Denote the observations by $x_1, x_2, \dots, x_N$, and consider the rank-$q$ linear model for representing them:
$$
f(\lambda) = \mu + \mathbf{V}_q\lambda
$$
where $\mu$ is a location vector in $\mathbb{R}^p$, $\mathbf{V}_q$ is a $p \times q$ matrix with $q$ orthogonal unit vectors as columns, and $\lambda$ is $q$ vector of parameters (the $q$ principal components). $f(\lambda)$ is a point on the affine hyperplane of rank $q$ defined by $f(\cdot)$.

### Reconstruction error
The cost function of PCs:
$$
\min_{\mu,\{\lambda_i\}, \mathbf{V}_q} \sum_{i=1}^N \Vert x_i - \mu - \mathbf{V}_q\lambda_i\Vert^2
$$
Partial optimization:
- optimise for $\mu$ and $\lambda_i$ keeping $\mathbf{V}_q$ fixed.
- plug in solutions for $\mu$ and $\lambda_i$ and optimise for $\mathbf{V}_q$.
Solutions:
$$
\begin{align}
\hat \mu =& \bar x \\
\hat \lambda_i =& \mathbf{V}_q^T(x_i - \bar x)
\end{align}
$$
and
$$
\mathbf{H}_q = \mathbf{V}_q \mathbf{V}_q^T
$$
is a projection matrix, and maps each point $x_i$ onto the subspace spanned by the columns of $\mathbf{V}_q$. $\mathbf{V}_q$ is the first $q$ columns of $\mathbf{V}$ in $\mathbf{X}=\mathbf{U}\mathbf{D}\mathbf{V}^T$.

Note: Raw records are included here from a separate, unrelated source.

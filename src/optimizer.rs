use crate::method_graph::MethodBackedGraph;
use crate::strategy::{DeadRemovalStrategy, OptimizationStrategy};
use log::{debug, info, warn};
use serde::{Deserialize, Serialize};
use std::collections::BTreeMap;

#[derive(Debug, Clone, PartialEq, Eq, Serialize, Deserialize)]
#[serde(default)]
pub struct OptimizerConfig {
    /// Upper bound on sweeps over all strategies for one method.
    pub max_sweeps: usize,
}

impl Default for OptimizerConfig {
    fn default() -> Self {
        OptimizerConfig { max_sweeps: 100 }
    }
}

/// Runs its strategies over a method until none of them changes anything.
pub struct Optimizer {
    strategies: Vec<Box<dyn OptimizationStrategy>>,
    config: OptimizerConfig,
    sweeps: usize,
}

impl Default for Optimizer {
    fn default() -> Self {
        Optimizer::new(OptimizerConfig::default())
    }
}

impl Optimizer {
    /// An optimizer running dead code removal.
    pub fn new(config: OptimizerConfig) -> Self {
        Self::with_strategies(config, vec![Box::new(DeadRemovalStrategy::new())])
    }

    pub fn with_strategies(config: OptimizerConfig, strategies: Vec<Box<dyn OptimizationStrategy>>) -> Self {
        Optimizer {
            strategies,
            config,
            sweeps: 0,
        }
    }

    /// Total sweeps run so far.
    pub fn sweeps(&self) -> usize {
        self.sweeps
    }

    /// Returns whether the method changed at all.
    pub fn simplify(&mut self, mbgraph: &mut MethodBackedGraph) -> bool {
        let mut changed_any = false;
        for sweep in 0..self.config.max_sweeps {
            let mut changed = false;
            for strategy in self.strategies.iter_mut() {
                if strategy.perform(mbgraph) {
                    debug!("sweep {}: {} changed {}", sweep, strategy.name(), mbgraph.method().descriptor());
                    changed = true;
                }
            }
            self.sweeps += 1;
            if !changed {
                info!("simplified {} after {} sweeps", mbgraph.method().descriptor(), sweep + 1);
                return changed_any;
            }
            changed_any = true;
        }
        warn!(
            "{} still changing after {} sweeps",
            mbgraph.method().descriptor(),
            self.config.max_sweeps
        );
        changed_any
    }

    /// Counters of every strategy, summed by name.
    pub fn optimization_counts(&self) -> BTreeMap<&'static str, usize> {
        let mut counts = BTreeMap::new();
        for strategy in &self.strategies {
            for (name, count) in strategy.optimization_counts() {
                *counts.entry(name).or_insert(0) += count;
            }
        }
        counts
    }
}
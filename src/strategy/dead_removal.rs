use crate::context::{NodeId, Register};
use crate::method_graph::MethodBackedGraph;
use crate::ops::{InvokeKind, OpKind, SideEffect};
use crate::strategy::OptimizationStrategy;
use log::{debug, info, warn};
use std::collections::{BTreeMap, BTreeSet, HashSet};

/// Removes instructions whose execution cannot matter.
///
/// Four kinds of instruction are candidates:
/// * never reached on any path,
/// * assigning registers that no later path reads before overwriting them,
/// * non-void invokes whose result is never moved out,
/// * `goto`s jumping to the very next instruction.
///
/// Nothing above [`SideEffect::Weak`], nothing inside an exception handler, no `nop` and never the
/// last instruction of a method is removed.
#[derive(Debug, Default)]
pub struct DeadRemovalStrategy {
    addresses: Vec<u32>,
    dead_count: usize,
    dead_assignment_count: usize,
    dead_result_count: usize,
    dead_branch_count: usize,
}

impl DeadRemovalStrategy {
    pub fn new() -> Self {
        Self::default()
    }

    /// Candidate addresses from the last refresh.
    pub fn valid_addresses(&self) -> &[u32] {
        &self.addresses
    }

    /// Recomputes which addresses may be removed at all.
    pub fn update_valid_addresses(&mut self, mbgraph: &MethodBackedGraph) {
        let method = mbgraph.method();
        let mut valid: BTreeSet<u32> = method.addresses().into_iter().collect();
        valid.pop_last();

        for handler in method.handler_addresses() {
            for address in handler_region(mbgraph, handler) {
                valid.remove(&address);
            }
        }

        valid.retain(|address| match method.op_at(*address) {
            Some(op) => op.side_effect() <= SideEffect::Weak && !op.is_nop(),
            None => false,
        });
        self.addresses = valid.into_iter().collect();
    }

    /// Candidates nobody ever reached.
    pub fn dead_addresses(&self, mbgraph: &MethodBackedGraph) -> Vec<u32> {
        self.addresses
            .iter()
            .copied()
            .filter(|a| !mbgraph.graph().is_reached(*a))
            .collect()
    }

    /// Candidates whose assignments are overwritten or dropped on every path before being read.
    pub fn dead_assignment_addresses(&self, mbgraph: &MethodBackedGraph) -> Vec<u32> {
        let graph = mbgraph.graph();
        let mut dead = vec![];
        for address in self.addresses.iter().copied() {
            let Some(node) = graph.first_node_at(address) else {
                continue;
            };
            let Some(state) = node.state() else {
                warn!("no state for the first node at {address}, skipping");
                continue;
            };

            let assigned: Vec<Register> = state
                .registers_assigned()
                .into_iter()
                .filter(|r| *r != Register::Return)
                .collect();
            if assigned.is_empty() {
                continue;
            }

            let children = graph.children_at_address(address);
            if assigned.iter().all(|r| !is_register_live(mbgraph, &children, *r)) {
                debug!("assignment of {assigned:?} at {address} is dead");
                dead.push(address);
            }
        }
        dead
    }

    /// Non-void invokes whose result is discarded. `invoke-direct` is left alone.
    pub fn dead_result_addresses(&self, mbgraph: &MethodBackedGraph) -> Vec<u32> {
        let mut dead = vec![];
        for address in self.addresses.iter().copied() {
            let Some(op) = mbgraph.op_at(address) else {
                continue;
            };
            let OpKind::Invoke { kind, method, .. } = op.kind() else {
                continue;
            };
            if method.returns_void() || *kind == InvokeKind::Direct {
                continue;
            }
            match mbgraph.op_at(op.next_address()) {
                Some(next) if next.name().starts_with("move-result") => {}
                _ => dead.push(address),
            }
        }
        dead
    }

    /// Gotos whose target is the following instruction.
    pub fn useless_branch_addresses(&self, mbgraph: &MethodBackedGraph) -> Vec<u32> {
        self.addresses
            .iter()
            .copied()
            .filter(|a| match mbgraph.op_at(*a) {
                Some(op) => op.is_goto() && op.branch_offset() == Some(op.code_units() as i64),
                None => false,
            })
            .collect()
    }
}

// The handler entry and every instruction after it while execution can fall through, the first
// one that cannot included.
fn handler_region(mbgraph: &MethodBackedGraph, handler: u32) -> Vec<u32> {
    let ops = mbgraph.method().ops();
    let Some(start) = ops.iter().position(|op| op.address() == handler) else {
        return vec![];
    };
    let mut region = vec![];
    for op in &ops[start..] {
        region.push(op.address());
        if !op.can_continue() {
            break;
        }
    }
    region
}

// A register is live when some path from `start` reads it before assigning it. Nodes without a
// state count as reads. An instruction that throws into a handler never made its assignment, so
// the handler paths behind it are still searched.
fn is_register_live(mbgraph: &MethodBackedGraph, start: &[NodeId], register: Register) -> bool {
    let graph = mbgraph.graph();
    let mut stack: Vec<NodeId> = start.to_vec();
    let mut visited: HashSet<NodeId> = HashSet::new();

    while let Some(id) = stack.pop() {
        if !visited.insert(id) {
            continue;
        }
        let Some(node) = graph.node(id) else {
            continue;
        };
        let Some(state) = node.state() else {
            warn!("no state for node {id} at {}, assuming {register} is read", node.address());
            return true;
        };
        if state.was_register_read(register) {
            return true;
        }
        if state.was_register_assigned(register) {
            let handlers = throw_targets(mbgraph, node.address());
            stack.extend(
                node.children()
                    .iter()
                    .copied()
                    .filter(|c| graph.node(*c).is_some_and(|n| handlers.contains(&n.address()))),
            );
            continue;
        }
        stack.extend(node.children().iter().copied());
    }
    false
}

fn throw_targets(mbgraph: &MethodBackedGraph, address: u32) -> Vec<u32> {
    let method = mbgraph.method();
    match method.op_at(address) {
        Some(op) if op.can_throw() => method.handlers_for(address).iter().map(|h| h.handler).collect(),
        _ => vec![],
    }
}

impl OptimizationStrategy for DeadRemovalStrategy {
    fn name(&self) -> &'static str {
        "dead code removal"
    }

    fn perform(&mut self, mbgraph: &mut MethodBackedGraph) -> bool {
        self.update_valid_addresses(mbgraph);

        let dead = self.dead_addresses(mbgraph);
        let dead_assignments = self.dead_assignment_addresses(mbgraph);
        let dead_results = self.dead_result_addresses(mbgraph);
        let dead_branches = self.useless_branch_addresses(mbgraph);

        self.dead_count += dead.len();
        self.dead_assignment_count += dead_assignments.len();
        self.dead_result_count += dead_results.len();
        self.dead_branch_count += dead_branches.len();

        let removable: BTreeSet<u32> = dead
            .into_iter()
            .chain(dead_assignments)
            .chain(dead_results)
            .chain(dead_branches)
            .collect();
        if removable.is_empty() {
            return false;
        }

        info!("removing {} dead instructions from {}", removable.len(), mbgraph.method().descriptor());
        let removable: Vec<u32> = removable.into_iter().collect();
        mbgraph.remove_instructions(&removable);
        // Everything after a removed instruction moved.
        self.update_valid_addresses(mbgraph);
        true
    }

    fn optimization_counts(&self) -> BTreeMap<&'static str, usize> {
        BTreeMap::from([
            ("dead", self.dead_count),
            ("dead_assignment", self.dead_assignment_count),
            ("dead_result", self.dead_result_count),
            ("dead_branch", self.dead_branch_count),
        ])
    }
}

### Singular value decomposition
Consider an $N \times p$ matrix $\mathbf{X}$:
$$\mathbf{X} =\mathbf{U}\mathbf{D}\mathbf{V}^T $$
where $\mathbf{U}$ is an $N \times p$ orthogonal matrix ($\mathbf{U}^T\mathbf{U} = \mathbf{I}_p$) whose columns $\mathbf{u}_j$ are called the *left singular vectors*; $\mathbf{V}$ is a $p \times p$ orthogonal matrix with columns $\mathbf{v}_j$ called the *right singular vectors*, and $\mathbf{D}$ is a $p \times p$ diagonal matrix, with diagonal elments $d_1 \geq d_2 \geq \cdots \geq d_p \geq 0$ known as the *singular values*. The columns of $\mathbf{UD}$ are called the principal components of $\mathbf{X}$.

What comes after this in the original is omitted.